======== DATA EXCERPTS ========

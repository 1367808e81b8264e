//! Jackett search backend implementation.

use async_trait::async_trait;
use chrono::{DateTime, Utc};
use reqwest::Client;
use serde::Deserialize;
use std::collections::HashMap;
use std::time::{Duration, Instant};
use tokio::sync::RwLock;
use tracing::{debug, warn};

use crate::config::JackettConfig;

use super::dedup::deduplicate_results;
use super::rate_limiter::{IndexerRateLimitConfig, RateLimiterPool};
use super::{
    IndexerStatus, RawTorrentResult, SearchCategory, SearchError, SearchQuery, SearchResult,
    Searcher,
};

/// Internal state for tracking an indexer.
#[derive(Debug)]
struct IndexerState {
    enabled: bool,
    last_used: Option<DateTime<Utc>>,
    last_error: Option<String>,
}

/// Jackett search backend implementation.
pub struct JackettSearcher {
    client: Client,
    config: JackettConfig,
    rate_limiters: RateLimiterPool,
    indexer_state: RwLock<HashMap<String, IndexerState>>,
}

impl JackettSearcher {
    /// Create a new JackettSearcher with the given configuration.
    pub fn new(config: JackettConfig) -> Self {
        let client = Client::builder()
            .timeout(Duration::from_secs(config.timeout_secs as u64))
            .build()
            .expect("Failed to create HTTP client");

        let rate_limit_configs: Vec<_> = config
            .indexers
            .iter()
            .map(|i| IndexerRateLimitConfig {
                name: i.name.clone(),
                rate_limit_rpm: i.rate_limit_rpm,
            })
            .collect();
        let rate_limiters = RateLimiterPool::new(&rate_limit_configs);

        let indexer_state = config
            .indexers
            .iter()
            .map(|i| {
                (
                    i.name.clone(),
                    IndexerState {
                        enabled: i.enabled,
                        last_used: None,
                        last_error: None,
                    },
                )
            })
            .collect();

        Self {
            client,
            config,
            rate_limiters,
            indexer_state: RwLock::new(indexer_state),
        }
    }

    /// Build the Jackett API URL for a search.
    fn build_search_url(&self, query: &SearchQuery, indexer: &str) -> String {
        let mut url = format!(
            "{}/api/v2.0/indexers/{}/results?apikey={}&Query={}",
            self.config.url.trim_end_matches('/'),
            urlencoding::encode(indexer),
            urlencoding::encode(&self.config.api_key),
            urlencoding::encode(&query.query)
        );

        if let Some(categories) = &query.categories {
            for cat in categories {
                for cat_id in category_to_jackett_ids(cat) {
                    url.push_str(&format!("&Category[]={}", cat_id));
                }
            }
        }

        url
    }

    /// Search a single indexer.
    async fn search_indexer(
        &self,
        query: &SearchQuery,
        indexer: &str,
    ) -> Result<Vec<RawTorrentResult>, SearchError> {
        // Check rate limit first
        self.rate_limiters.try_acquire(indexer).await?;

        let url = self.build_search_url(query, indexer);
        debug!(indexer = indexer, "Searching Jackett");

        let response = self
            .client
            .get(&url)
            .send()
            .await
            .map_err(|e| {
                if e.is_timeout() {
                    SearchError::Timeout
                } else if e.is_connect() {
                    SearchError::ConnectionFailed(e.to_string())
                } else {
                    SearchError::ApiError(e.to_string())
                }
            })?;

        if !response.status().is_success() {
            let status = response.status();
            let body = response.text().await.unwrap_or_default();
            return Err(SearchError::ApiError(format!(
                "HTTP {}: {}",
                status,
                body.chars().take(200).collect::<String>()
            )));
        }

        let jackett_response: JackettResponse = response
            .json()
            .await
            .map_err(|e| SearchError::ApiError(format!("Failed to parse response: {}", e)))?;

        // Update indexer state
        {
            let mut state = self.indexer_state.write().await;
            if let Some(s) = state.get_mut(indexer) {
                s.last_used = Some(Utc::now());
                s.last_error = None;
            }
        }

        debug!(
            indexer = indexer,
            results = jackett_response.Results.len(),
            "Jackett search complete"
        );

        Ok(jackett_response
            .Results
            .into_iter()
            .map(|r| RawTorrentResult {
                title: r.Title,
                indexer: indexer.to_string(),
                magnet_uri: r.MagnetUri,
                torrent_url: r.Link,
                info_hash: r.InfoHash.map(|h| h.to_lowercase()),
                size_bytes: r.Size.unwrap_or(0) as u64,
                seeders: r.Seeders.unwrap_or(0).max(0) as u32,
                leechers: r
                    .Peers
                    .unwrap_or(0)
                    .saturating_sub(r.Seeders.unwrap_or(0))
                    .max(0) as u32,
                category: r.CategoryDesc,
                publish_date: r.PublishDate.and_then(|d| parse_jackett_date(&d)),
                details_url: r.Details,
                files: None, // Jackett doesn't return file lists in search results
            })
            .collect())
    }
}

#[async_trait]
impl Searcher for JackettSearcher {
    fn name(&self) -> &str {
        "jackett"
    }

    async fn search(&self, query: &SearchQuery) -> Result<SearchResult, SearchError> {
        let start = Instant::now();

        // Determine which indexers to search
        let indexers_to_search: Vec<String> = {
            let state = self.indexer_state.read().await;
            match &query.indexers {
                Some(requested) => requested
                    .iter()
                    .filter(|i| state.get(*i).map(|s| s.enabled).unwrap_or(false))
                    .cloned()
                    .collect(),
                None => state
                    .iter()
                    .filter(|(_, s)| s.enabled)
                    .map(|(name, _)| name.clone())
                    .collect(),
            }
        };

        if indexers_to_search.is_empty() {
            return Err(SearchError::AllIndexersFailed(
                [("*".to_string(), "No enabled indexers".to_string())].into(),
            ));
        }

        debug!(
            indexers = ?indexers_to_search,
            query = %query.query,
            "Starting parallel search"
        );

        // Search all indexers concurrently
        let search_futures: Vec<_> = indexers_to_search
            .iter()
            .map(|indexer| {
                let indexer = indexer.clone();
                let query = query.clone();
                async move {
                    let result = self.search_indexer(&query, &indexer).await;
                    (indexer, result)
                }
            })
            .collect();

        let results = futures::future::join_all(search_futures).await;

        let mut all_raw: Vec<RawTorrentResult> = Vec::new();
        let mut indexer_errors: HashMap<String, String> = HashMap::new();

        for (indexer, result) in results {
            match result {
                Ok(mut torrents) => {
                    all_raw.append(&mut torrents);
                }
                Err(e) => {
                    warn!(indexer = %indexer, error = %e, "Indexer search failed");
                    // Update indexer state with error
                    {
                        let mut state = self.indexer_state.write().await;
                        if let Some(s) = state.get_mut(&indexer) {
                            s.last_error = Some(e.to_string());
                        }
                    }
                    indexer_errors.insert(indexer, e.to_string());
                }
            }
        }

        // Deduplicate results
        let mut candidates = deduplicate_results(all_raw);

        // Apply limit
        if let Some(limit) = query.limit {
            candidates.truncate(limit as usize);
        }

        let duration_ms = start.elapsed().as_millis() as u64;

        // If all indexers failed, return error
        if candidates.is_empty() && !indexer_errors.is_empty() {
            return Err(SearchError::AllIndexersFailed(indexer_errors));
        }

        debug!(
            results = candidates.len(),
            duration_ms = duration_ms,
            "Search complete"
        );

        Ok(SearchResult {
            query: query.clone(),
            candidates,
            duration_ms,
            indexer_errors,
        })
    }

    async fn indexer_status(&self) -> Vec<IndexerStatus> {
        let state = self.indexer_state.read().await;
        let rate_status = self.rate_limiters.all_status().await;
        let rate_map: HashMap<_, _> = rate_status.into_iter().collect();

        self.config
            .indexers
            .iter()
            .map(|cfg| {
                let s = state.get(&cfg.name);
                let default_rate = super::RateLimitStatus {
                    requests_per_minute: cfg.rate_limit_rpm,
                    tokens_available: cfg.rate_limit_rpm as f32,
                    next_available_in_ms: None,
                };
                IndexerStatus {
                    name: cfg.name.clone(),
                    enabled: s.map(|s| s.enabled).unwrap_or(cfg.enabled),
                    rate_limit: rate_map.get(&cfg.name).cloned().unwrap_or(default_rate),
                    last_used: s.and_then(|s| s.last_used),
                    last_error: s.and_then(|s| s.last_error.clone()),
                }
            })
            .collect()
    }

    async fn update_indexer_rate_limit(
        &self,
        indexer: &str,
        requests_per_minute: u32,
    ) -> Result<(), SearchError> {
        self.rate_limiters
            .set_rate_limit(indexer, requests_per_minute)
            .await
    }

    async fn set_indexer_enabled(&self, indexer: &str, enabled: bool) -> Result<(), SearchError> {
        let mut state = self.indexer_state.write().await;
        match state.get_mut(indexer) {
            Some(s) => {
                s.enabled = enabled;
                Ok(())
            }
            None => Err(SearchError::IndexerNotFound(indexer.to_string())),
        }
    }
}

/// Map our categories to Jackett category IDs.
fn category_to_jackett_ids(cat: &SearchCategory) -> Vec<i32> {
    match cat {
        SearchCategory::Audio | SearchCategory::Music => vec![3000], // Audio
        SearchCategory::Movies => vec![2000],                        // Movies
        SearchCategory::Tv => vec![5000],                            // TV
        SearchCategory::Books => vec![7000],                         // Books
        SearchCategory::Software => vec![4000],                      // PC
        SearchCategory::Other => vec![8000],                         // Other
    }
}

/// Parse Jackett's date format.
fn parse_jackett_date(date_str: &str) -> Option<DateTime<Utc>> {
    // Jackett returns dates in ISO 8601 format
    DateTime::parse_from_rfc3339(date_str)
        .ok()
        .map(|dt| dt.with_timezone(&Utc))
        .or_else(|| {
            // Try parsing without timezone
            chrono::NaiveDateTime::parse_from_str(date_str, "%Y-%m-%dT%H:%M:%S")
                .ok()
                .map(|ndt| ndt.and_utc())
        })
}

// Jackett API response types
#[derive(Debug, Deserialize)]
#[allow(non_snake_case)]
struct JackettResponse {
    Results: Vec<JackettResult>,
}

#[derive(Debug, Deserialize)]
#[allow(non_snake_case)]
struct JackettResult {
    Title: String,
    MagnetUri: Option<String>,
    Link: Option<String>,
    InfoHash: Option<String>,
    Size: Option<i64>,
    Seeders: Option<i32>,
    Peers: Option<i32>,
    CategoryDesc: Option<String>,
    PublishDate: Option<String>,
    Details: Option<String>,
}

#[cfg(test)]
mod tests {
    use super::*;
    use chrono::Datelike;

    #[test]
    fn test_category_to_jackett_ids() {
        assert_eq!(category_to_jackett_ids(&SearchCategory::Music), vec![3000]);
        assert_eq!(category_to_jackett_ids(&SearchCategory::Audio), vec![3000]);
        assert_eq!(category_to_jackett_ids(&SearchCategory::Movies), vec![2000]);
        assert_eq!(category_to_jackett_ids(&SearchCategory::Tv), vec![5000]);
    }

    #[test]
    fn test_parse_jackett_date_rfc3339() {
        let date = parse_jackett_date("2024-06-15T10:30:00Z");
        assert!(date.is_some());
        let date = date.unwrap();
        assert_eq!(date.year(), 2024);
        assert_eq!(date.month(), 6);
        assert_eq!(date.day(), 15);
    }

    #[test]
    fn test_parse_jackett_date_with_offset() {
        let date = parse_jackett_date("2024-06-15T10:30:00+02:00");
        assert!(date.is_some());
    }

    #[test]
    fn test_parse_jackett_date_no_timezone() {
        let date = parse_jackett_date("2024-06-15T10:30:00");
        assert!(date.is_some());
    }

    #[test]
    fn test_parse_jackett_date_invalid() {
        let date = parse_jackett_date("invalid");
        assert!(date.is_none());
    }

    #[test]
    fn test_build_search_url() {
        use crate::config::IndexerConfig;

        let config = JackettConfig {
            url: "http://localhost:9117".to_string(),
            api_key: "test-key".to_string(),
            timeout_secs: 30,
            indexers: vec![IndexerConfig {
                name: "test".to_string(),
                enabled: true,
                rate_limit_rpm: 10,
            }],
        };

        let searcher = JackettSearcher::new(config);

        let query = SearchQuery {
            query: "test query".to_string(),
            indexers: None,
            categories: None,
            limit: None,
        };

        let url = searcher.build_search_url(&query, "test");
        assert!(url.contains("http://localhost:9117/api/v2.0/indexers/test/results"));
        assert!(url.contains("apikey=test-key"));
        assert!(url.contains("Query=test%20query"));
    }

    #[test]
    fn test_build_search_url_with_categories() {
        use crate::config::IndexerConfig;

        let config = JackettConfig {
            url: "http://localhost:9117/".to_string(), // trailing slash
            api_key: "key".to_string(),
            timeout_secs: 30,
            indexers: vec![IndexerConfig {
                name: "test".to_string(),
                enabled: true,
                rate_limit_rpm: 10,
            }],
        };

        let searcher = JackettSearcher::new(config);

        let query = SearchQuery {
            query: "test".to_string(),
            indexers: None,
            categories: Some(vec![SearchCategory::Music, SearchCategory::Movies]),
            limit: None,
        };

        let url = searcher.build_search_url(&query, "test");
        assert!(url.contains("Category[]=3000")); // Music
        assert!(url.contains("Category[]=2000")); // Movies
    }
}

========

# EXERCISE DESCRIPTION:
Copy each line of the data above that holds "RwLock".

# ANSWER TO THIS TASK:
use tokio::sync::RwLock;
    indexer_state: RwLock<HashMap<String, IndexerState>>,
            indexer_state: RwLock::new(indexer_state),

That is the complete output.